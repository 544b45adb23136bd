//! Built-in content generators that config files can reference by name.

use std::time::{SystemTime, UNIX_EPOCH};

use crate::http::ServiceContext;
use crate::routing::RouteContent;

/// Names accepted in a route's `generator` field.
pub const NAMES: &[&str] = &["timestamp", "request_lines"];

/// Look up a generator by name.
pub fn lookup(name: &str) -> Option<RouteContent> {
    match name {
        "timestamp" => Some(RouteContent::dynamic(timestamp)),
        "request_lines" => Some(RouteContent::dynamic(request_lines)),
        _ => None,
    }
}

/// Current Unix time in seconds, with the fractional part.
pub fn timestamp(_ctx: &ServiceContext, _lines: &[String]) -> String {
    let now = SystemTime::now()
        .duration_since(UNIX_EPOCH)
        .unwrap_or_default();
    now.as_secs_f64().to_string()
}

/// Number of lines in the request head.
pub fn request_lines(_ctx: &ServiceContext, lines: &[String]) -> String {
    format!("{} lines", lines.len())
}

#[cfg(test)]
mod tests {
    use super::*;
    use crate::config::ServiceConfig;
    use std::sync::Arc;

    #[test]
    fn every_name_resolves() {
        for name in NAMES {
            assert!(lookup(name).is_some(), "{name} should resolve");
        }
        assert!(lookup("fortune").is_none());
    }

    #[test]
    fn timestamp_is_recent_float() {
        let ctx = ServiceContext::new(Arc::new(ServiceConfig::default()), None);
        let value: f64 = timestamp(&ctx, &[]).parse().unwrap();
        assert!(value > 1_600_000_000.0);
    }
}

--

### Your goal
Quote the listing above, but only from the line that shows "reference by name." through the line that shows "pub const NAMES: &[&str]".

### Written response
//! Built-in content generators that config files can reference by name.

use std::time::{SystemTime, UNIX_EPOCH};

use crate::http::ServiceContext;
use crate::routing::RouteContent;

/// Names accepted in a route's `generator` field.
pub const NAMES: &[&str] = &["timestamp", "request_lines"];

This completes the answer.